WHAT THIS TASK INVOLVES - Using the records below, give again exactly the lines from the line that contains "intents to compile" through the line that contains "fs::write(&vocab_path, vocab)", both ends included, and only those.

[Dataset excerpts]
use anyhow::{bail, Context, Result};
use clap::{ArgAction, Parser, Subcommand, ValueEnum};
use intent_grammar::{
    load_ini, load_slots_dir, load_word_set, read_automaton, ArtifactStore, Automaton,
    ExampleGenerator, FuzzyRecognizer, GrammarCompiler, Profile, Recognition, RecognitionConfig,
    Recognizer, StrictRecognizer, WordCasing, MERGED_FILE,
};
use rand::rngs::StdRng;
use rand::SeedableRng;
use serde_json::{Map, Value};
use std::collections::BTreeSet;
use std::fs;
use std::io::{self, BufRead, BufWriter, Write};
use std::path::{Path, PathBuf};
use tracing::{info, warn};

#[derive(Parser, Debug)]
#[command(
    name = "ig",
    version,
    about = "Intent grammar compiler and recognizer",
    disable_help_subcommand = true
)]
struct Cli {
    /// Profile YAML supplying defaults for every command
    #[arg(long, global = true)]
    profile: Option<PathBuf>,

    #[command(subcommand)]
    command: Commands,
}

#[derive(Copy, Clone, Debug, Eq, PartialEq, ValueEnum)]
enum Casing {
    Ignore,
    Upper,
    Lower,
}

impl From<Casing> for WordCasing {
    fn from(casing: Casing) -> Self {
        match casing {
            Casing::Ignore => WordCasing::Ignore,
            Casing::Upper => WordCasing::Upper,
            Casing::Lower => WordCasing::Lower,
        }
    }
}

#[derive(Subcommand, Debug)]
enum Commands {
    /// Compile sentence templates and slot lists into a recognizer
    Compile {
        /// Grammar file with one [Intent] section per intent
        #[arg(long)]
        sentences: Option<PathBuf>,
        /// Directory with one value file per slot
        #[arg(long)]
        slots: Option<PathBuf>,
        /// Output directory for compiled automata
        #[arg(long)]
        out: Option<PathBuf>,
        /// Case transform applied to template words
        #[arg(long, value_enum)]
        casing: Option<Casing>,
        /// Only compile these intents (repeatable)
        #[arg(long = "intent")]
        intents: Vec<String>,
    },
    /// Recognize intents in sentences (arguments or stdin lines)
    Recognize {
        /// Merged recognizer automaton
        #[arg(long)]
        fst: Option<PathBuf>,
        /// Tolerate extra words instead of requiring an exact match
        #[arg(long, action = ArgAction::SetTrue)]
        fuzzy: bool,
        /// Require an exact match, overriding the profile
        #[arg(long, action = ArgAction::SetTrue, conflicts_with = "fuzzy")]
        strict: bool,
        /// Stop word file (fuzzy only)
        #[arg(long)]
        stop_words: Option<PathBuf>,
        /// Skip words the grammar never uses (fuzzy only)
        #[arg(long, action = ArgAction::SetTrue)]
        skip_unknown: bool,
        /// Drop words the grammar never uses before matching (strict only)
        #[arg(long, action = ArgAction::SetTrue)]
        drop_unknown: bool,
        /// Case transform applied to input words
        #[arg(long, value_enum)]
        casing: Option<Casing>,
        /// Only report these intents (repeatable)
        #[arg(long = "intent-filter")]
        intent_filter: Vec<String>,
        /// Treat input lines as plain text instead of JSON objects
        #[arg(long, action = ArgAction::SetTrue)]
        text_input: bool,
        /// Sentences to recognize; stdin is read when none are given
        sentences: Vec<String>,
    },
    /// Generate labeled example sentences
    Generate {
        /// Merged recognizer automaton
        #[arg(long)]
        fst: Option<PathBuf>,
        /// Number of random examples; 0 lists every path
        #[arg(long, default_value_t = 10)]
        number: usize,
        /// Seed for reproducible sampling
        #[arg(long)]
        seed: Option<u64>,
        /// Print IOB lines
        #[arg(long, action = ArgAction::SetTrue, conflicts_with = "raw_symbols")]
        iob: bool,
        /// Print the raw output symbols of each path
        #[arg(long, action = ArgAction::SetTrue)]
        raw_symbols: bool,
    },
    /// Print the words a recognizer can consume, one per line
    Vocab {
        /// Merged recognizer automaton
        #[arg(long)]
        fst: Option<PathBuf>,
    },
}

fn main() -> Result<()> {
    setup_tracing();
    let cli = Cli::parse();
    let profile = match &cli.profile {
        Some(path) => Some(
            Profile::load(path).with_context(|| format!("loading profile {}", path.display()))?,
        ),
        None => None,
    };

    match cli.command {
        Commands::Compile {
            sentences,
            slots,
            out,
            casing,
            intents,
        } => compile(profile.as_ref(), sentences, slots, out, casing, intents),
        Commands::Recognize {
            fst,
            fuzzy,
            strict,
            stop_words,
            skip_unknown,
            drop_unknown,
            casing,
            intent_filter,
            text_input,
            sentences,
        } => {
            let options = RecognizeOptions {
                fuzzy,
                strict,
                stop_words,
                skip_unknown,
                drop_unknown,
                casing,
                intent_filter,
                text_input,
            };
            let fst = merged_path(profile.as_ref(), fst)?;
            recognize(profile.as_ref(), &fst, options, sentences)
        }
        Commands::Generate {
            fst,
            number,
            seed,
            iob,
            raw_symbols,
        } => {
            let fst = merged_path(profile.as_ref(), fst)?;
            generate(&fst, number, seed, iob, raw_symbols)
        }
        Commands::Vocab { fst } => {
            let fst = merged_path(profile.as_ref(), fst)?;
            vocab(&fst)
        }
    }
}

fn setup_tracing() {
    // Best-effort; avoid panics if already set
    let _ = tracing_subscriber::fmt()
        .with_env_filter(tracing_subscriber::EnvFilter::from_default_env())
        .with_writer(io::stderr)
        .try_init();
}

/// Explicit `--fst`, else the merged artifact in the profile's artifact directory
fn merged_path(profile: Option<&Profile>, fst: Option<PathBuf>) -> Result<PathBuf> {
    match (fst, profile) {
        (Some(path), _) => Ok(path),
        (None, Some(profile)) => Ok(profile.artifacts_dir().join(MERGED_FILE)),
        (None, None) => bail!("--fst or --profile is required"),
    }
}

fn load_fst(path: &Path) -> Result<Automaton> {
    read_automaton(path).with_context(|| format!("reading automaton {}", path.display()))
}

fn compile(
    profile: Option<&Profile>,
    sentences: Option<PathBuf>,
    slots: Option<PathBuf>,
    out: Option<PathBuf>,
    casing: Option<Casing>,
    intents: Vec<String>,
) -> Result<()> {
    let defaults = Profile::default();
    let profile = profile.unwrap_or(&defaults);
    let sentences = sentences.unwrap_or_else(|| profile.sentences_file());
    let slots_dir = slots.unwrap_or_else(|| profile.slots_dir());
    let out = out.unwrap_or_else(|| profile.artifacts_dir());
    let casing = casing.map_or(profile.training.word_casing, WordCasing::from);
    let whitelist: Option<BTreeSet<String>> = if intents.is_empty() {
        profile.intent_whitelist()
    } else {
        Some(intents.into_iter().collect())
    };

    let grammars = load_ini(&sentences, whitelist.as_ref())
        .with_context(|| format!("loading {}", sentences.display()))?;
    if grammars.is_empty() {
        warn!("No intents to compile in {}", sentences.display());
    }
    let slots = load_slots_dir(&slots_dir)
        .with_context(|| format!("loading slots from {}", slots_dir.display()))?;
    let store = ArtifactStore::open(&out)?;

    let compiled = GrammarCompiler::new()
        .with_casing(casing)
        .with_store(store.clone())
        .compile(&grammars, &slots)
        .context("compiling grammar")?;

    let vocab_path = out.join("vocab.txt");
    let mut vocab = String::new();
    for word in compiled.merged.input_vocabulary() {
        vocab.push_str(&word);
        vocab.push('\n');
    }
    fs::write(&vocab_path, vocab)
        .with_context(|| format!("writing {}", vocab_path.display()))?;

    info!(
        "Compiled {} intent(s), {} slot(s)",
        compiled.intents.len(),
        slots.len()
    );
    println!("{}", store.merged_path().display());
    Ok(())
}

#[derive(Debug)]
struct RecognizeOptions {
    fuzzy: bool,
    strict: bool,
    stop_words: Option<PathBuf>,
    skip_unknown: bool,
    drop_unknown: bool,
    casing: Option<Casing>,
    intent_filter: Vec<String>,
    text_input: bool,
}

/// Command-line flags win over the profile; without either, match strictly
fn use_fuzzy(options: &RecognizeOptions, recognition: Option<&RecognitionConfig>) -> bool {
    if options.strict {
        false
    } else {
        options.fuzzy || recognition.is_some_and(|r| r.fuzzy)
    }
}

fn recognize(
    profile: Option<&Profile>,
    fst_path: &Path,
    options: RecognizeOptions,
    sentences: Vec<String>,
) -> Result<()> {
    let fst = load_fst(fst_path)?;
    let recognition = profile.map(|p| &p.recognition);
    let casing = match (options.casing, profile) {
        (Some(casing), _) => casing.into(),
        (None, Some(profile)) => profile.training.word_casing,
        (None, None) => WordCasing::Ignore,
    };
    let intent_filter: Option<BTreeSet<String>> = if options.intent_filter.is_empty() {
        profile.and_then(Profile::intent_filter)
    } else {
        Some(options.intent_filter.iter().cloned().collect())
    };

    let recognizer: Box<dyn Recognizer> = if use_fuzzy(&options, recognition) {
        let stop_words = match (&options.stop_words, profile) {
            (Some(path), _) => load_word_set(path),
            (None, Some(profile)) => profile.stop_words(),
            (None, None) => BTreeSet::new(),
        };
        let skip_unknown = options.skip_unknown || recognition.is_some_and(|r| r.skip_unknown);
        let known = Some(fst.input_vocabulary());
        Box::new(
            FuzzyRecognizer::new(fst)
                .context("preparing fuzzy recognizer")?
                .with_stop_words(stop_words)
                .with_known_tokens(known)
                .with_skip_unknown(skip_unknown)
                .with_intent_filter(intent_filter),
        )
    } else {
        let drop_unknown = options.drop_unknown || recognition.is_some_and(|r| r.drop_unknown);
        Box::new(
            StrictRecognizer::new(fst)
                .with_drop_unknown(drop_unknown)
                .with_intent_filter(intent_filter),
        )
    };

    let stdout = io::stdout();
    let mut out = BufWriter::new(stdout.lock());
    let mut handle = |line: &str| -> Result<()> {
        let line = line.trim();
        if line.is_empty() {
            return Ok(());
        }
        let (text, input) = split_input(line, options.text_input);
        let result = recognizer.recognize(&casing.tokenize(&text));
        writeln!(out, "{}", render(result, input)?)?;
        out.flush()?;
        Ok(())
    };

    if sentences.is_empty() {
        for line in io::stdin().lock().lines() {
            handle(&line?)?;
        }
    } else {
        for sentence in &sentences {
            handle(sentence)?;
        }
    }
    Ok(())
}

/// Text to recognize plus the JSON object it came in, if any
fn split_input(line: &str, text_input: bool) -> (String, Option<Map<String, Value>>) {
    if !text_input {
        if let Ok(Value::Object(object)) = serde_json::from_str::<Value>(line) {
            let text = object
                .get("text")
                .and_then(Value::as_str)
                .unwrap_or_default()
                .to_string();
            return (text, Some(object));
        }
    }
    (line.to_string(), None)
}

/// The recognition as JSON, merged over the input object's other fields
fn render(result: Recognition, input: Option<Map<String, Value>>) -> Result<String> {
    let Value::Object(fields) = serde_json::to_value(&result)? else {
        bail!("recognition did not serialize to an object");
    };
    let mut merged = input.unwrap_or_default();
    merged.extend(fields);
    Ok(serde_json::to_string(&Value::Object(merged))?)
}

fn generate(
    fst_path: &Path,
    number: usize,
    seed: Option<u64>,
    iob: bool,
    raw_symbols: bool,
) -> Result<()> {
    let fst = load_fst(fst_path)?;
    let mut rng = match seed {
        Some(seed) => StdRng::seed_from_u64(seed),
        None => StdRng::from_entropy(),
    };
    let examples = ExampleGenerator::new(&fst)
        .generate(number, &mut rng)
        .context("generating examples")?;

    let stdout = io::stdout();
    let mut out = BufWriter::new(stdout.lock());
    for example in &examples {
        if iob {
            writeln!(out, "{}", example.to_iob())?;
        } else if raw_symbols {
            writeln!(out, "{}", example.raw_symbols())?;
        } else {
            writeln!(out, "{}", serde_json::to_string(&example.intent)?)?;
        }
    }
    out.flush()?;
    Ok(())
}

fn vocab(fst_path: &Path) -> Result<()> {
    let fst = load_fst(fst_path)?;
    let stdout = io::stdout();
    let mut out = BufWriter::new(stdout.lock());
    for word in fst.input_vocabulary() {
        writeln!(out, "{word}")?;
    }
    out.flush()?;
    Ok(())
}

SOLUTION FOR THIS EXERCISE -
        warn!("No intents to compile in {}", sentences.display());
    }
    let slots = load_slots_dir(&slots_dir)
        .with_context(|| format!("loading slots from {}", slots_dir.display()))?;
    let store = ArtifactStore::open(&out)?;

    let compiled = GrammarCompiler::new()
        .with_casing(casing)
        .with_store(store.clone())
        .compile(&grammars, &slots)
        .context("compiling grammar")?;

    let vocab_path = out.join("vocab.txt");
    let mut vocab = String::new();
    for word in compiled.merged.input_vocabulary() {
        vocab.push_str(&word);
        vocab.push('\n');
    }
    fs::write(&vocab_path, vocab)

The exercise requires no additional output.